◆ **Exercise directions**
Across the whole listing, filter for the string "completed" and copy every line that has it.

◆ **Material supplied**
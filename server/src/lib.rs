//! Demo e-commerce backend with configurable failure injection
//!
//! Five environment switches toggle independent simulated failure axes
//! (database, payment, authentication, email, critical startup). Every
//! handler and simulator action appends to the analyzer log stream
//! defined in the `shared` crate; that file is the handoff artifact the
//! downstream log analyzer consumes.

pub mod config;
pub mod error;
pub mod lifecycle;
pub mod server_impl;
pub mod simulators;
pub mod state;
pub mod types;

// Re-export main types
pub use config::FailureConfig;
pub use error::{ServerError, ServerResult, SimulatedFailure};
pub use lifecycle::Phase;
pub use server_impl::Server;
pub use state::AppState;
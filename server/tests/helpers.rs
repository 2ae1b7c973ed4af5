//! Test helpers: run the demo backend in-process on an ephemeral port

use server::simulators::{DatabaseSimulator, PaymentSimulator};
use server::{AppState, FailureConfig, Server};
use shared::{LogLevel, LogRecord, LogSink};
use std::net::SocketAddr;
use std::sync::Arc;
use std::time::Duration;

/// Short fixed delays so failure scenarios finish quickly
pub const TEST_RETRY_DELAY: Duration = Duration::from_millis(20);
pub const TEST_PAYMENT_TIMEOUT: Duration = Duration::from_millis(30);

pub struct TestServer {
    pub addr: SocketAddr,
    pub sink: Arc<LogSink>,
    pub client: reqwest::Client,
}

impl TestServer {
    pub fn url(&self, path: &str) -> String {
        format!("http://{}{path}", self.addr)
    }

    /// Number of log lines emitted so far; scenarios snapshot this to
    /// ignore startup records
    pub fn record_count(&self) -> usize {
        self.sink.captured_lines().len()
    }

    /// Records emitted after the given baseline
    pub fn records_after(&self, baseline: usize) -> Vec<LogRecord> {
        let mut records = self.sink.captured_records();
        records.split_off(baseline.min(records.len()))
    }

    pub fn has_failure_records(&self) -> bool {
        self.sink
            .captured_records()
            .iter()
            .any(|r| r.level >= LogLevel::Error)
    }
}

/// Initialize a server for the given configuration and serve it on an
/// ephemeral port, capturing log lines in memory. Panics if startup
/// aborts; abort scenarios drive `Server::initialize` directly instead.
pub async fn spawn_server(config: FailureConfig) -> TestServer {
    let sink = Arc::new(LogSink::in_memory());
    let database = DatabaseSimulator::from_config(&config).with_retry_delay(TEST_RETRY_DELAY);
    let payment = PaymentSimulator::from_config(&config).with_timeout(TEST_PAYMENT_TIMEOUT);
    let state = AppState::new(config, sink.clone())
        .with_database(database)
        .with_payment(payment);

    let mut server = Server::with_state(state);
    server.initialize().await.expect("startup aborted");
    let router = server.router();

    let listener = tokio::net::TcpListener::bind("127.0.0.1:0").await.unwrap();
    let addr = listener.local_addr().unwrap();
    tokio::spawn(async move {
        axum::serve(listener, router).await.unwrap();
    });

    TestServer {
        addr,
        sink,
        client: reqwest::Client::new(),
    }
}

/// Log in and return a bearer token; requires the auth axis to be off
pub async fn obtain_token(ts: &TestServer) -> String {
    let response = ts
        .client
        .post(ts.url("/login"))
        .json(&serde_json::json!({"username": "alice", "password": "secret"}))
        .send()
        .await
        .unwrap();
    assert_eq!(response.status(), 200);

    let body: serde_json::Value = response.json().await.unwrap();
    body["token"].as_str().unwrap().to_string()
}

...

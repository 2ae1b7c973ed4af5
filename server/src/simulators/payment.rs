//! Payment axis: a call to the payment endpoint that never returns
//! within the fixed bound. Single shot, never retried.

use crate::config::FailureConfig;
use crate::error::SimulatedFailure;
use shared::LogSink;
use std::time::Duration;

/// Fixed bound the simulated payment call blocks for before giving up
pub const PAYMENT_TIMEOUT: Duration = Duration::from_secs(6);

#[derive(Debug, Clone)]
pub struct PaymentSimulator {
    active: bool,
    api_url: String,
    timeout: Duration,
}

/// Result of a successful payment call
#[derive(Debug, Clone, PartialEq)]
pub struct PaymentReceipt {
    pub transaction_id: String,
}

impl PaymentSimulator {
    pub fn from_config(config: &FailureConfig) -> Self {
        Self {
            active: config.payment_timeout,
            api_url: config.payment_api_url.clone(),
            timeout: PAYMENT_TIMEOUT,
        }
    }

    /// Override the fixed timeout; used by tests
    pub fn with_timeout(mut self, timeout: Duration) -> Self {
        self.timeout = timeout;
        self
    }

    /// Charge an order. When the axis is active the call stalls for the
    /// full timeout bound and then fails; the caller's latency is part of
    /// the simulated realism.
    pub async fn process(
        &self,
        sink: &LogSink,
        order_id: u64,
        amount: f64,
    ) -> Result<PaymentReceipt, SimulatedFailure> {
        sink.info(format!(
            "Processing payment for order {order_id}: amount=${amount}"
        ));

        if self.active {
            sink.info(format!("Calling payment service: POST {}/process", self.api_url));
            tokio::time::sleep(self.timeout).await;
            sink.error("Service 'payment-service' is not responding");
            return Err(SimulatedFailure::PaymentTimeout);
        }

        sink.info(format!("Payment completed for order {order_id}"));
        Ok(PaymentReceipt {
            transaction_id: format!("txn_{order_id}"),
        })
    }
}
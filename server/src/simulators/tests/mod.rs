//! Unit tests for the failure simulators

--

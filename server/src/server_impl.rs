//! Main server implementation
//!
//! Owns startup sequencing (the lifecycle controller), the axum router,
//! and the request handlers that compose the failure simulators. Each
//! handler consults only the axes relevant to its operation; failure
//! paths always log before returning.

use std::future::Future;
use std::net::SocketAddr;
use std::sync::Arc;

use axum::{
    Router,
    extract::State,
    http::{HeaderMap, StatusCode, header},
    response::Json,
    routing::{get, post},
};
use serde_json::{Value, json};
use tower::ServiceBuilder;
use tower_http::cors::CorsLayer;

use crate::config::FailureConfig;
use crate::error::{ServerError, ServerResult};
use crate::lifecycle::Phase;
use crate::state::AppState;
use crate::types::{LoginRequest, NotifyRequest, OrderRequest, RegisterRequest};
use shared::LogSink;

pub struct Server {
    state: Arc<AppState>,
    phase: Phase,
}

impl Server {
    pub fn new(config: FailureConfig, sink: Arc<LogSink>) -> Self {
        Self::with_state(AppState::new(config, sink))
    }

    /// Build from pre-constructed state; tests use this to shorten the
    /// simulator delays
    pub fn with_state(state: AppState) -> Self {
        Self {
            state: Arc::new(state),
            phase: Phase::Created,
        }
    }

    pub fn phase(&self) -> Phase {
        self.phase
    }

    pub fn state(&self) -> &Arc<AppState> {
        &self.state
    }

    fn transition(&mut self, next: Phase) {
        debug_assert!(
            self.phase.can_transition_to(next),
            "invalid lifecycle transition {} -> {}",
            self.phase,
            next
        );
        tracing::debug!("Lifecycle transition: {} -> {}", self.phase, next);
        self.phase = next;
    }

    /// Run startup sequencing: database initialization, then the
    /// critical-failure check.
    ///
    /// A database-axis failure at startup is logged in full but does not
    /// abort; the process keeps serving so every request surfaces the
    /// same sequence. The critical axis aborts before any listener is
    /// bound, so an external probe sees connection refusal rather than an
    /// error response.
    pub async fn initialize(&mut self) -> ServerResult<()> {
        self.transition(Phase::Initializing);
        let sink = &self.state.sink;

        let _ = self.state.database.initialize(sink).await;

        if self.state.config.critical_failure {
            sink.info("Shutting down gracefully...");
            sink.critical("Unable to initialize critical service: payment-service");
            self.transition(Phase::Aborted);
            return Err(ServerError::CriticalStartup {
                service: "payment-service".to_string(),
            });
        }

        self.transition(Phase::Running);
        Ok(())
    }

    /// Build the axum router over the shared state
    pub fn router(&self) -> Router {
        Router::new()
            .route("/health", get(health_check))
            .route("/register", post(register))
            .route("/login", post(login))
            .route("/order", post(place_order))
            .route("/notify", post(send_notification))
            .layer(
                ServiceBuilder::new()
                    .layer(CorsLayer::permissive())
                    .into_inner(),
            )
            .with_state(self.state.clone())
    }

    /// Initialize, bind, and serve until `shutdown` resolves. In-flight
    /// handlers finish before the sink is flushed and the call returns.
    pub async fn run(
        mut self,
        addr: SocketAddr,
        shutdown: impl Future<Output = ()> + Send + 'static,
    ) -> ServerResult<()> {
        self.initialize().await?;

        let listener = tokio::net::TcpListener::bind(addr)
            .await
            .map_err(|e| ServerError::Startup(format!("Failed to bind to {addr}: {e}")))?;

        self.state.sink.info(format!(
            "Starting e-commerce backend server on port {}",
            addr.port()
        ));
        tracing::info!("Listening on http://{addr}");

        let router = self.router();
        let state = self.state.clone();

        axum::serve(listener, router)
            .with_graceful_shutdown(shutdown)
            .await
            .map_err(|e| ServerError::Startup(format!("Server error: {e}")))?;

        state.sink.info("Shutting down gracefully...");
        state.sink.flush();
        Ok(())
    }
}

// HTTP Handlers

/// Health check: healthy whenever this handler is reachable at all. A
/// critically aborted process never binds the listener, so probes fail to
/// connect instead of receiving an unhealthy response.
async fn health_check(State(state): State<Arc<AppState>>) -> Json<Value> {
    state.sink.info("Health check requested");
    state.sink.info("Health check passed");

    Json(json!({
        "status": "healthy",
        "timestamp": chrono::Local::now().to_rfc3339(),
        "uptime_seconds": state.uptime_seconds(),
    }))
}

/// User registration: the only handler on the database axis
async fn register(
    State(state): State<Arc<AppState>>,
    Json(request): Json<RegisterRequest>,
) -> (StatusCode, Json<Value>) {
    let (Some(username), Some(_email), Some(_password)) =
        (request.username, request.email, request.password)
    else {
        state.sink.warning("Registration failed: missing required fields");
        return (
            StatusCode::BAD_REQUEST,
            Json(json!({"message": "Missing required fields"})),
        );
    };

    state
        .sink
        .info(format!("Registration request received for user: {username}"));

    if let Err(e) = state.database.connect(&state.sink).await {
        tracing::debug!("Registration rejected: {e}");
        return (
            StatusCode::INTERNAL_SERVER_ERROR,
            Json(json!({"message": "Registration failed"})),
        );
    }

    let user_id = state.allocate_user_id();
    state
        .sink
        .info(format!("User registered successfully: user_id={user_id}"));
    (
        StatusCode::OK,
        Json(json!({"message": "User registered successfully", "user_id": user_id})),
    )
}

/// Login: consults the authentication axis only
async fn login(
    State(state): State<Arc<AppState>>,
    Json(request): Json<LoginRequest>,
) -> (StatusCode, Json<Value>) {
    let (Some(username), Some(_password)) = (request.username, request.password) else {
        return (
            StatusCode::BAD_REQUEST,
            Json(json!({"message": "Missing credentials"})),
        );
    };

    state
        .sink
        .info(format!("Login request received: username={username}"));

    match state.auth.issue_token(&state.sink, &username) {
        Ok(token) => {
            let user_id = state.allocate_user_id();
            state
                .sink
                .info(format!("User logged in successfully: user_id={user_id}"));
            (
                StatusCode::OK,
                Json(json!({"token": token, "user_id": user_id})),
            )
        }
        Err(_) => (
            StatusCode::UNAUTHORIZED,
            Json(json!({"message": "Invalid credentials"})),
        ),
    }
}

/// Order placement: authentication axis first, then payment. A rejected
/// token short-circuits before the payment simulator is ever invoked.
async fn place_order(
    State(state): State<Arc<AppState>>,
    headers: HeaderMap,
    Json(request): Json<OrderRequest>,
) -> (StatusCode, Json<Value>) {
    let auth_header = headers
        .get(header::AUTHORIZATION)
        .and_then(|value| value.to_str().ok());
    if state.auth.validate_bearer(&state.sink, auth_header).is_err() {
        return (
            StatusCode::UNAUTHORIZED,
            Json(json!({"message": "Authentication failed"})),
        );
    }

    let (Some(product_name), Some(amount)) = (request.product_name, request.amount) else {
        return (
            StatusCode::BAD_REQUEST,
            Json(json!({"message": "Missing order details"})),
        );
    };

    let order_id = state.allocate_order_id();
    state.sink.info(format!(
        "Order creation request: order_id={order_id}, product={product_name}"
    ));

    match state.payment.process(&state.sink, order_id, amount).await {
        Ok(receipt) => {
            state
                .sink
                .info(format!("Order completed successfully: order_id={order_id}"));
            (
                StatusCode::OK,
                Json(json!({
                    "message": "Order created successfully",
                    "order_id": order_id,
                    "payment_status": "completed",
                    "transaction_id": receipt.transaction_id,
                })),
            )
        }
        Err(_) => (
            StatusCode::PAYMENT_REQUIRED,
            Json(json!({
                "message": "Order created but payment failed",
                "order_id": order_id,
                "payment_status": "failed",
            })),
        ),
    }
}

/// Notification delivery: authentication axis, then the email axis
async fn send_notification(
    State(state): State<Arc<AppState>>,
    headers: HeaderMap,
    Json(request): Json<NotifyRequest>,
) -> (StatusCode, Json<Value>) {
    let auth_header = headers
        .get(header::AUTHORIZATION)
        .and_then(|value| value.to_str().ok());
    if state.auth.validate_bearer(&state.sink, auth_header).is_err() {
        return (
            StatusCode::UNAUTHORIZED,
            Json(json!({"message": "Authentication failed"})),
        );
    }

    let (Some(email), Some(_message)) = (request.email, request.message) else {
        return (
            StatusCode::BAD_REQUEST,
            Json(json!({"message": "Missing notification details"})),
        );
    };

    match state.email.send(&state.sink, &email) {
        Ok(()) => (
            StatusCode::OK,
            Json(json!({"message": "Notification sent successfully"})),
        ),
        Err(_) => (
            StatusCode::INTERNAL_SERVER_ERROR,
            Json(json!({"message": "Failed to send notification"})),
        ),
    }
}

◆ **Worked solution**
        sink.info(format!("Payment completed for order {order_id}"));
                .info(format!("Order completed successfully: order_id={order_id}"));
                    "payment_status": "completed",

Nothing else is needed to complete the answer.